As a child, my uncle Ron pledged his allegiance to A&M. My grandparents schlepped him and his sister to College Station for football games, and to this day, he remembers more A&M players than Texas players from that period. But the loyalties shifted in high school, and Mamaw recalls her children’s embarrassment when their father represented A&M at a college fair. Uncle Ron says he saw the light. “My favorite teams [now] would be Texas and whomever A&M is playing against,” he says.
Uncle Ron gained a pigskin partner when my dad joined the family; these die-hard fans root relentlessly against the Aggies, and their Aggie antipathy does not depend on whether Texas is the opponent. “I’d root against A&M even if they’re playing Notre Dame,” says my dad. “Notre Dame is one of those schools people love to root against.”

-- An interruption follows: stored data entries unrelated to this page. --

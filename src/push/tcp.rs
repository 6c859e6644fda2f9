//! TCP 推送通道 - 按行分隔的 JSON 事件流，断线自动重连
//!
//! 连接建立后先发送 `{"type":"auth","token":...}`，之后逐行读取事件，
//! 并按间隔发送 `{"type":"heartbeat","timestamp":...}`。

use std::time::Duration;

use serde::Deserialize;
use tokio::io::{AsyncBufReadExt, AsyncWriteExt, BufReader};
use tokio::net::TcpStream;
use tokio::sync::mpsc;
use tokio::time::{interval_at, Instant};
use tracing::{debug, info, warn};

use super::{forward_line, PushChannel, PushSubscription};
use crate::adapter::AuthContext;
use crate::notification::Notification;

const SUBSCRIPTION_BUFFER: usize = 64;

/// 推送通道配置
#[derive(Debug, Clone, PartialEq, Deserialize)]
#[serde(default)]
pub struct PushConfig {
    /// 推送服务地址（host:port），None 表示不启用推送
    pub addr: Option<String>,
    /// 重连等待（毫秒）
    pub reconnect_delay_ms: u64,
    /// 连续连接失败多少次后放弃本次订阅
    pub max_reconnect_attempts: u32,
    /// 心跳间隔（秒），0 表示不发送心跳
    pub heartbeat_secs: u64,
}

impl Default for PushConfig {
    fn default() -> Self {
        Self {
            addr: None,
            reconnect_delay_ms: 1000,
            max_reconnect_attempts: 5,
            heartbeat_secs: 25,
        }
    }
}

/// 一次连接结束的原因
enum StreamEnd {
    /// 服务端关闭连接
    Disconnected,
    /// 订阅方已不再接收
    ReceiverDropped,
}

/// TCP 推送通道
#[derive(Debug, Clone)]
pub struct TcpPushChannel {
    addr: String,
    config: PushConfig,
}

impl TcpPushChannel {
    pub fn new(addr: impl Into<String>, config: PushConfig) -> Self {
        Self {
            addr: addr.into(),
            config,
        }
    }

    /// 按配置创建，未配置地址时返回 None
    pub fn from_config(config: &PushConfig) -> Option<Self> {
        config
            .addr
            .as_ref()
            .filter(|addr| !addr.trim().is_empty())
            .map(|addr| Self::new(addr.clone(), config.clone()))
    }

    pub fn addr(&self) -> &str {
        &self.addr
    }

    /// 连接循环：断线重连，连续失败超过上限后结束
    ///
    /// 连接成功但在收到任何一行之前就断开（例如认证被拒）也算一次失败。
    async fn run(self, token: String, tx: mpsc::Sender<Notification>) {
        let delay = Duration::from_millis(self.config.reconnect_delay_ms);
        let mut failures: u32 = 0;

        loop {
            let mut received = false;
            match TcpStream::connect(&self.addr).await {
                Ok(stream) => {
                    info!(addr = %self.addr, "Connected to push channel");
                    match self.read_stream(stream, &token, &tx, &mut received).await {
                        Ok(StreamEnd::ReceiverDropped) => return,
                        Ok(StreamEnd::Disconnected) => {
                            info!(addr = %self.addr, received, "Push channel disconnected");
                        }
                        Err(e) => {
                            warn!(addr = %self.addr, error = %e, "Push channel read error");
                        }
                    }
                }
                Err(e) => {
                    warn!(addr = %self.addr, attempt = failures + 1, error = %e, "Failed to connect to push channel");
                }
            }

            if received {
                failures = 0;
            } else {
                failures += 1;
                if failures >= self.config.max_reconnect_attempts.max(1) {
                    warn!(addr = %self.addr, attempts = failures, "Giving up on push channel until next subscribe");
                    return;
                }
            }

            if tx.is_closed() {
                return;
            }
            tokio::time::sleep(delay).await;
        }
    }

    async fn read_stream(
        &self,
        stream: TcpStream,
        token: &str,
        tx: &mpsc::Sender<Notification>,
        received: &mut bool,
    ) -> std::io::Result<StreamEnd> {
        let (read_half, mut write_half) = stream.into_split();

        let hello = serde_json::json!({"type": "auth", "token": token});
        write_half.write_all(format!("{}\n", hello).as_bytes()).await?;

        let mut lines = BufReader::new(read_half).lines();
        let heartbeat_enabled = self.config.heartbeat_secs > 0;
        let period = Duration::from_secs(self.config.heartbeat_secs.max(1));
        let mut heartbeat = interval_at(Instant::now() + period, period);

        loop {
            tokio::select! {
                line = lines.next_line() => {
                    let Some(line) = line? else {
                        return Ok(StreamEnd::Disconnected);
                    };
                    *received = true;
                    if line.trim().is_empty() {
                        continue;
                    }
                    if !forward_line(&line, tx).await {
                        return Ok(StreamEnd::ReceiverDropped);
                    }
                }
                _ = heartbeat.tick(), if heartbeat_enabled => {
                    let beat = serde_json::json!({
                        "type": "heartbeat",
                        "timestamp": chrono::Utc::now().timestamp_millis(),
                    });
                    write_half.write_all(format!("{}\n", beat).as_bytes()).await?;
                    debug!(addr = %self.addr, "Sent push heartbeat");
                }
            }
        }
    }
}

impl PushChannel for TcpPushChannel {
    fn name(&self) -> &str {
        "tcp"
    }

    fn subscribe(&self, auth: &AuthContext) -> PushSubscription {
        let (tx, rx) = mpsc::channel(SUBSCRIPTION_BUFFER);
        let task = tokio::spawn(self.clone().run(auth.token.clone(), tx));
        PushSubscription::new(rx, Some(task))
    }
}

My grandparents used to join the rest of the family in the UT section of the stadium, but these days my dad and uncle prefer not to make spectatorship a family activity. “I used to hate sitting with my parents because I like to get loud and rowdy,” my uncle explains. “They would think it was rude or poor sportsmanship. I like being able to give people a hard time, and hopefully I can take it when the shoe’s on the other foot.”
Singing “The Aggie War Hymn,” for instance, is one of the many A&M traditions that UT fans deride. Immediately afterward, the Aggies launch into “Saw Varsity’s Horns Off,” swaying back and forth, while Longhorns mockingly sing “I want my mommy.” But the taunting doesn’t stick to one side of the family field. Pop tends to be more subdued, but his brother-in-law Jack was not so soft-spoken. “He would wear maroon pants,” says Uncle Ron, “and when you opened the door to his house, it would automatically play ‘The Aggie War Hymn.'”
But songs aren’t the only traditions Aggies hold dear to their hearts. Mamaw favors the men kissing their wives, dates, or girlfriends after a touchdown, and Pop doesn’t require a string around his finger to remind him of this duty. He still sports his original Aggie ring, worn down and significantly smoothed over the years. The lettering is now illegible, and only the graphic etchings are discernible in the gold. “He didn’t get a wedding ring,” Mamaw says. “He’s not a jewelry person, so he just wore his Aggie ring on that finger.”
Yet, all teasing subsided when the massive stack of logs for the A&M bonfire collapsed in 1999. My dad attended the football game at College Station that year and felt an eerie quietude at Kyle Field. “There really was a sincere amount of sympathy going out from the Longhorn family to the A&M family,” he says. “It shows that the rivalry is on the football field. When the real world was hit with tragedy, everyone kind of bonded together and respected each other.”
Lucky for me, my family was able to maintain the same respect when it came time for me, in 2001, to choose a university. Well, at least outwardly. Most people assumed Austin, but a scholarship offer beckoned me to College Station. “I would have been really uncomfortable with that,” my dad says. “You couldn’t go to Oklahoma either.”
I leaned toward the Longhorns for a while, but in the end, I fled the state. Instead of disappointing my grandfather or risking excommunication by my father, I enrolled at Northwestern University, in Evanston, Illinois, and became a purple and white Wildcat. With this move I guaranteed myself many future opportunities to cry over a football team.